Abstract

Suppose that a doctor carrying out a treatment or advising on a treatment or acting as an expert in litigation or writing or lecturing about a treatment is in a minority so far as contemporary medical opinion is concerned. It may be a matter of choice for the doctor between treatment A (the majority practice) or treatment B (the minority practice), and the minority treatment may be of an innovative character. Unfortunately, things went badly wrong, the patient suffered harm and the doctor finds him/herself a defendant in a case for clinical negligence. What is the legal duty of the doctor? Is it sufficient that he/she acted in good faith? Or that he/she was a competent doctor? Or that he/she was a doctor following the practice of a substantial number of doctors, albeit a minority?
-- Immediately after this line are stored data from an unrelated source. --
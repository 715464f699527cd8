//! Query window arithmetic for the poll loop.
use std::fmt;
use std::time::Duration;

use chrono::{DateTime, Utc};

use crate::args::PositiveU64;

/// `[start, end]` in Unix seconds.
#[derive(Debug, Clone, Copy, PartialEq, Eq)]
pub struct TimeWindow {
    pub start: i64,
    pub end: i64,
}

impl TimeWindow {
    #[must_use]
    pub const fn new(start: i64, end: i64) -> Self {
        Self { start, end }
    }

    /// Window reaching `lookback` into the past from `now`.
    #[must_use]
    pub fn ending_at(now: DateTime<Utc>, lookback: Duration) -> Self {
        let end = now.timestamp();
        Self {
            start: end.saturating_sub(duration_secs(lookback)),
            end,
        }
    }

    /// Snaps both bounds onto step boundaries, padding one step on each side
    /// so samples sitting on the original bounds are always included.
    #[must_use]
    pub fn aligned(self, step: PositiveU64) -> Self {
        let step = i64::try_from(step.get()).unwrap_or(i64::MAX);
        let start = self
            .start
            .div_euclid(step)
            .saturating_sub(1)
            .saturating_mul(step);
        let end = self
            .end
            .div_euclid(step)
            .saturating_add(1)
            .saturating_mul(step);
        Self { start, end }
    }

    /// Next window: re-covers `overlap` before the previous end to pick up
    /// late-arriving samples, and reaches up to `now`.
    #[must_use]
    pub fn advanced(self, now: DateTime<Utc>, overlap: Duration) -> Self {
        Self {
            start: self.end.saturating_sub(duration_secs(overlap)),
            end: now.timestamp(),
        }
    }

    /// Extends the end to `now` and keeps the start, but never reaches
    /// further back than `max_lookback`; older gaps are given up.
    #[must_use]
    pub fn extended(self, now: DateTime<Utc>, max_lookback: Duration) -> Self {
        let end = now.timestamp().max(self.end);
        Self {
            start: self.start.max(end.saturating_sub(duration_secs(max_lookback))),
            end,
        }
    }
}

impl fmt::Display for TimeWindow {
    fn fmt(&self, f: &mut fmt::Formatter<'_>) -> fmt::Result {
        match (
            DateTime::<Utc>::from_timestamp(self.start, 0),
            DateTime::<Utc>::from_timestamp(self.end, 0),
        ) {
            (Some(start), Some(end)) => write!(f, "{} to {}", start.to_rfc3339(), end.to_rfc3339()),
            _ => write!(f, "{} to {}", self.start, self.end),
        }
    }
}

fn duration_secs(duration: Duration) -> i64 {
    i64::try_from(duration.as_secs()).unwrap_or(i64::MAX)
}
//! Storage seam for secret values
//!
//! The credential store addresses each token field as its own entry, so a
//! backend only needs string get/set/delete by key.

use async_trait::async_trait;

use super::keychain::KeychainError;

/// Key/value store for secret strings
///
/// Implemented by [`KeychainProvider`](super::KeychainProvider),
/// [`EncryptedFileStore`](super::EncryptedFileStore) and the in-memory test
/// double.
#[async_trait]
pub trait SecretStore: Send + Sync {
    /// Store `value` under `key`, replacing any previous value.
    async fn set(&self, key: &str, value: &str) -> Result<(), KeychainError>;

    /// `Ok(None)` when nothing is stored under `key`.
    async fn get(&self, key: &str) -> Result<Option<String>, KeychainError>;

    /// Remove `key`. Succeeds when the key was never set.
    async fn delete(&self, key: &str) -> Result<(), KeychainError>;
}
//! Secret storage backends
//!
//! - [`KeychainProvider`]: platform keychain (default)
//! - [`EncryptedFileStore`]: AES-256-GCM encrypted file for hosts without a
//!   keychain
//!
//! Both implement [`SecretStore`], the seam the credential store is written
//! against.

pub mod file_store;
pub mod keychain;
pub mod traits;

pub use file_store::EncryptedFileStore;
pub use keychain::{KeychainError, KeychainProvider};
pub use traits::SecretStore;
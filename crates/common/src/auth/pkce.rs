//! PKCE (Proof Key for Code Exchange) for OAuth 2.0
//!
//! Implements RFC 7636 with the `S256` method. Each login attempt gets a fresh
//! [`PkceChallenge`]; it lives only for one authorization round-trip and its
//! secrets are zeroed when it is dropped.

use std::fmt;

use base64::engine::general_purpose::URL_SAFE_NO_PAD;
use base64::Engine;
use rand::rngs::OsRng;
use rand::RngCore;
use sha2::{Digest, Sha256};
use thiserror::Error;
use zeroize::{Zeroize, ZeroizeOnDrop};

/// Number of random bytes behind a verifier or state token (43 characters
/// once encoded).
const RANDOM_BYTES: usize = 32;

/// The only challenge method this client sends
pub const CHALLENGE_METHOD: &str = "S256";

#[derive(Debug, Error)]
pub enum PkceError {
    /// The operating system random source could not be read. Not retriable.
    #[error("secure random source unavailable: {0}")]
    RandomSourceUnavailable(String),
}

fn random_url_safe_token() -> Result<String, PkceError> {
    let mut bytes = [0u8; RANDOM_BYTES];
    OsRng
        .try_fill_bytes(&mut bytes)
        .map_err(|e| PkceError::RandomSourceUnavailable(e.to_string()))?;
    let token = URL_SAFE_NO_PAD.encode(bytes);
    bytes.zeroize();
    Ok(token)
}

/// Generate a code verifier from 32 bytes of OS randomness
///
/// The result is base64url without padding, 43 characters long, which is
/// inside RFC 7636's 43-128 character range.
///
/// # Errors
/// Returns [`PkceError::RandomSourceUnavailable`] if the OS random source
/// fails.
pub fn generate_code_verifier() -> Result<String, PkceError> {
    random_url_safe_token()
}

/// `BASE64URL(SHA256(ASCII(verifier)))`
#[must_use]
pub fn generate_code_challenge(verifier: &str) -> String {
    let digest = Sha256::digest(verifier.as_bytes());
    URL_SAFE_NO_PAD.encode(digest)
}

/// Generate a random `state` token for CSRF protection
///
/// # Errors
/// Returns [`PkceError::RandomSourceUnavailable`] if the OS random source
/// fails.
pub fn generate_state() -> Result<String, PkceError> {
    random_url_safe_token()
}

/// Compare the `state` sent with the authorization request against the one
/// received on the redirect.
///
/// Runs in time independent of where the inputs differ.
#[must_use]
pub fn validate_state(expected: &str, actual: &str) -> bool {
    let expected = expected.as_bytes();
    let actual = actual.as_bytes();
    if expected.len() != actual.len() || expected.is_empty() {
        return false;
    }
    expected.iter().zip(actual).fold(0u8, |acc, (a, b)| acc | (a ^ b)) == 0
}

/// Verifier, challenge and CSRF state for one authorization round-trip
#[derive(Clone, Zeroize, ZeroizeOnDrop)]
pub struct PkceChallenge {
    /// Sent only with the token exchange
    pub code_verifier: String,
    /// Sent with the authorization request
    pub code_challenge: String,
    /// Must come back unchanged on the redirect
    pub state: String,
}

impl PkceChallenge {
    /// # Errors
    /// Returns [`PkceError`] if the OS random source fails.
    ///
    /// ```
    /// use authkeep_common::auth::pkce::PkceChallenge;
    ///
    /// let pkce = PkceChallenge::generate().unwrap();
    /// assert_eq!(pkce.code_verifier.len(), 43);
    /// assert_eq!(pkce.challenge_method(), "S256");
    /// ```
    pub fn generate() -> Result<Self, PkceError> {
        let code_verifier = generate_code_verifier()?;
        let code_challenge = generate_code_challenge(&code_verifier);
        let state = generate_state()?;

        Ok(Self { code_verifier, code_challenge, state })
    }

    #[must_use]
    pub const fn challenge_method(&self) -> &'static str {
        CHALLENGE_METHOD
    }
}

impl fmt::Debug for PkceChallenge {
    fn fmt(&self, f: &mut fmt::Formatter<'_>) -> fmt::Result {
        f.debug_struct("PkceChallenge")
            .field("code_verifier", &"[redacted]")
            .field("code_challenge", &self.code_challenge)
            .field("state", &"[redacted]")
            .finish()
    }
}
Or that he/she was in effect acting 'on his/her own'? The legal test is: Was the doctor following the practice of a responsible body of medical clinical opinion, albeit a minority opinion? Medicine has made huge advances over the years - one of the great achievements. But many advances have come about because of the initiative of one individual or a small group of individuals, often in the face of strong disbelief or opposition. The medical profession is a conservative profession, understandably so in view of the obvious inherent risks. Original ideas may not be well received. Therefore, the minority innovative doctor must proceed carefully because he/she runs the risk of a medical mishap, criticism and litigation.